2-Bozma neden ve şekline göre davacı vekilinin sair temyiz itirazlarının şimdilik incelenmesine yer olmadığına karar verilmiştir.
Kabule göre de; mahkemece davalı 3. kişinin davalı borçlunun durumunu bilen ve bilmesi gereken kişi olmadığı, dava konusu gayrımenkulün gerçek bedelinin de ödendiğinin banka dekontları ile ispat edilmesi gerekçesiyle davanın reddine karar verilmişse de,
dosya içerisinde yer alan bilgilere göre davalı borçlu ve davalı 3. kişinin Anadolu Un Sanayicileri Derneğinde üye oldukları, davalıların aynı iş kolunda faaliyet gösterdikleri, davalı 3. kişi …’un GK Tarım ürünleri … Depoculuk AŞ şirketinin ortağı olduğu, şirketin adresinin Kırıkkale olduğu, dava dışı … Nakliye Petrol İnş. San ve Tic. Ltd. Şti’nde de ortaklığı bulunduğu, dava dışı …Nakliye Petrol İnş San ve Tic. Ltd. Şti’nin Kayseri’de bulunan kuluçkahane ve idare binasının da davalı borçlunun ortaklığı bulunan … Gıda Tarım Ürünleri AŞ den satın aldığının anlaşıldığı, ayrıca dava konusu tasarruf tarihinde, davalı borçluya ait Tekkeköy’de bulunan başkaca bir gayrımenkulünde devredildiğinin tespit edildiği, davalı Kudret’in davalı borçlunun durumunu İİK 280/1 kapsamında bilen ve bilmesi gereken kişi olduğunun anlaşılmasına göre davaılar arasındaki tasarrufun iptale tabi olmasına rağmen mahkemece yazılı gerekçelerle davanın reddine karar verilmesi de doğru görülmemiştir.
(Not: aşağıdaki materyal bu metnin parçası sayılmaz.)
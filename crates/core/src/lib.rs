// Allow panic!/unwrap/expect in test code
#![cfg_attr(test, allow(clippy::panic))]
#![cfg_attr(test, allow(clippy::unwrap_used))]
#![cfg_attr(test, allow(clippy::expect_used))]

//! cortex-core: data model for the event-correlation state machine
//!
//! This crate provides:
//! - Wildcard event-type patterns and correlation rules
//! - Events with content hashes for deduplication
//! - Dwell-window buckets
//! - The replicated command union
//! - Clock, ID and configuration plumbing

pub mod bucket;
pub mod clock;
pub mod command;
pub mod config;
pub mod event;
pub mod id;
pub mod pattern;
pub mod record;
pub mod rule;
pub mod script;
pub mod sinks;

pub use bucket::Bucket;
pub use clock::{elapsed_ms, Clock, FakeClock, SystemClock};
pub use command::Command;
pub use config::{Config, ConfigError, DwellDefaults};
pub use event::{ContentHash, Event};
pub use id::{IdGen, SequentialIdGen, UuidIdGen};
pub use pattern::{Pattern, PatternError};
pub use record::ExecutionRecord;
pub use rule::Rule;
pub use script::Script;
pub use sinks::{Alert, AzureAlert, IcingaAlert, Site247Alert};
SONUÇ:Yukarıda (1) nolu bentte açıklanan nedenlerle davacı vekilinin temyiz itirazlarının kabulü ile Bölge Adliye Mahkemesi kararının BOZULMASINA, (2) nolu bentte açıklanan nedenlerle davacı vekilinin sair temyiz itirazlarının şimdilik incelenmesine yer olmadığına HMK’nun 373/1 maddesi uyarınca, dosyanın İlk Derece Mahkemesine ve kararın bir örneğinin Bölge Adliye Mahkemesi’ne gönderilmesine, peşin alınan harcın istek halinde temyiz eden davacıya geri verilmesine 29/12/2021 gününde oybirliğiyle karar verildi.